I'm on a electricity tariff where the per kWh unit price changes every 30 minutes, you're basically being charged at market rate or thereabouts, the prices for the next 28 hours are announced at 4pm every day.

Generally the prices betwen 4pm-7pm are expensive and the rest of the time it's cheaper - although with current world events things have gotten a little spicy lately.

On really windy days you definitely get to see the benefit where prices drop to zero or even negative, which is great if you have an EV or something to dump lots of power into. Looking at todays prices they're like 1-3p p/kWh!

But that doesn't last, as the wind dies things start to get back to normal.

The key with the tariff though is to just play the averages and generally avoid high power usage during the peak periods. My average for the last 2 years was around 30% cheaper (p/year) than what I would have paid if I was on a normal energy tariff.

It will be interesting to see whether that trend continues, especially with the state the world has suddenly been thrown into.


Replies

bjackmantoday at 3:40 PM

I wonder if we'll start to see gimmicks in home appliances for taking advantage of variable prices.

Like for EV charging I assume it's a basic requirement, you simply wouldn't buy a car that didn't let you adjust the charging schedule based on cost.

But what about... Freezers?
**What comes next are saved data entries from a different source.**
//! Harvest source configuration.
//!
//! A harvest source names a repository endpoint and the metadata format to
//! request from it, and picks the parser for the records that come back.
//!
//! ```yaml
//! endpoint: https://example.org/oai
//! metadata_prefix: oai_dc
//! set: maps
//! source_type: oai_dc
//! ```

use std::fs;
use std::path::Path;

use clap::ValueEnum;
use crosswalk_core::parser::{ParserConfig, Schema};
use serde::{Deserialize, Serialize};

use crate::config::{validate_endpoint, validate_metadata_prefix};
use crate::error::Result;
use crate::types::ListOptions;

/// Record format a source delivers.
#[derive(Debug, Clone, Copy, PartialEq, Eq, Serialize, Deserialize, ValueEnum)]
#[serde(rename_all = "snake_case")]
#[value(rename_all = "snake_case")]
pub enum SourceType {
    Mods,
    Marcxml,
    OaiDc,
    Qdc,
    Primo,
    Smithsonian,
    Json,
}

impl SourceType {
    /// The XML schema preset, if this is an XML format.
    #[must_use]
    pub fn schema(&self) -> Option<Schema> {
        match self {
            Self::Mods => Some(Schema::Mods),
            Self::Marcxml => Some(Schema::Marcxml),
            Self::OaiDc => Some(Schema::OaiDc),
            Self::Qdc => Some(Schema::Qdc),
            Self::Primo => Some(Schema::Primo),
            Self::Smithsonian => Some(Schema::Smithsonian),
            Self::Json => None,
        }
    }

    /// Parser configuration for records from this source.
    ///
    /// # Examples
    /// ```
    /// use crosswalk_core::record::ContentType;
    /// use crosswalk_harvester::source::SourceType;
    ///
    /// assert_eq!(SourceType::Mods.parser_config().root_path(), "//mods:mods");
    /// assert_eq!(SourceType::Json.parser_config().content_type(), ContentType::Json);
    /// ```
    #[must_use]
    pub fn parser_config(&self) -> ParserConfig {
        self.schema()
            .map_or_else(|| ParserConfig::json(""), |schema| schema.config())
    }
}

/// A repository to harvest from.
#[derive(Debug, Clone, PartialEq, Eq, Serialize, Deserialize)]
pub struct HarvestSource {
    pub endpoint: String,
    pub metadata_prefix: String,

    #[serde(default, skip_serializing_if = "Option::is_none")]
    pub set: Option<String>,

    pub source_type: SourceType,
}

impl HarvestSource {
    /// Parse and validate a source from YAML text.
    pub fn from_yaml_str(yaml: &str) -> Result<Self> {
        let source: Self = serde_yaml_ng::from_str(yaml)?;
        source.validate()?;
        Ok(source)
    }

    /// Load and validate a source from a YAML file.
    pub fn from_path(path: &Path) -> Result<Self> {
        let yaml = fs::read_to_string(path)?;
        Self::from_yaml_str(&yaml)
    }

    pub fn validate(&self) -> Result<()> {
        validate_endpoint(&self.endpoint)?;
        validate_metadata_prefix(&self.metadata_prefix)
    }

    #[must_use]
    pub fn list_options(&self) -> ListOptions {
        let options = ListOptions::new(&self.metadata_prefix);
        match &self.set {
            Some(set) => options.with_set(set),
            None => options,
        }
    }

    #[must_use]
    pub fn parser_config(&self) -> ParserConfig {
        self.source_type.parser_config()
    }
}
Maybe there are scenarios where your freezer could drop 20° below its usual temp while prices are low, and thereby avoid running the compressor for several hours while prices are high.

What about a tumble dryer button that says "these clothes are fine to stay wet for up to 8 hours, dry them at the cheapest moment during that window"?

TBH I doubt these things would really pay for themselves but as a consumer I'd still be tempted by the "lol, neat" factor.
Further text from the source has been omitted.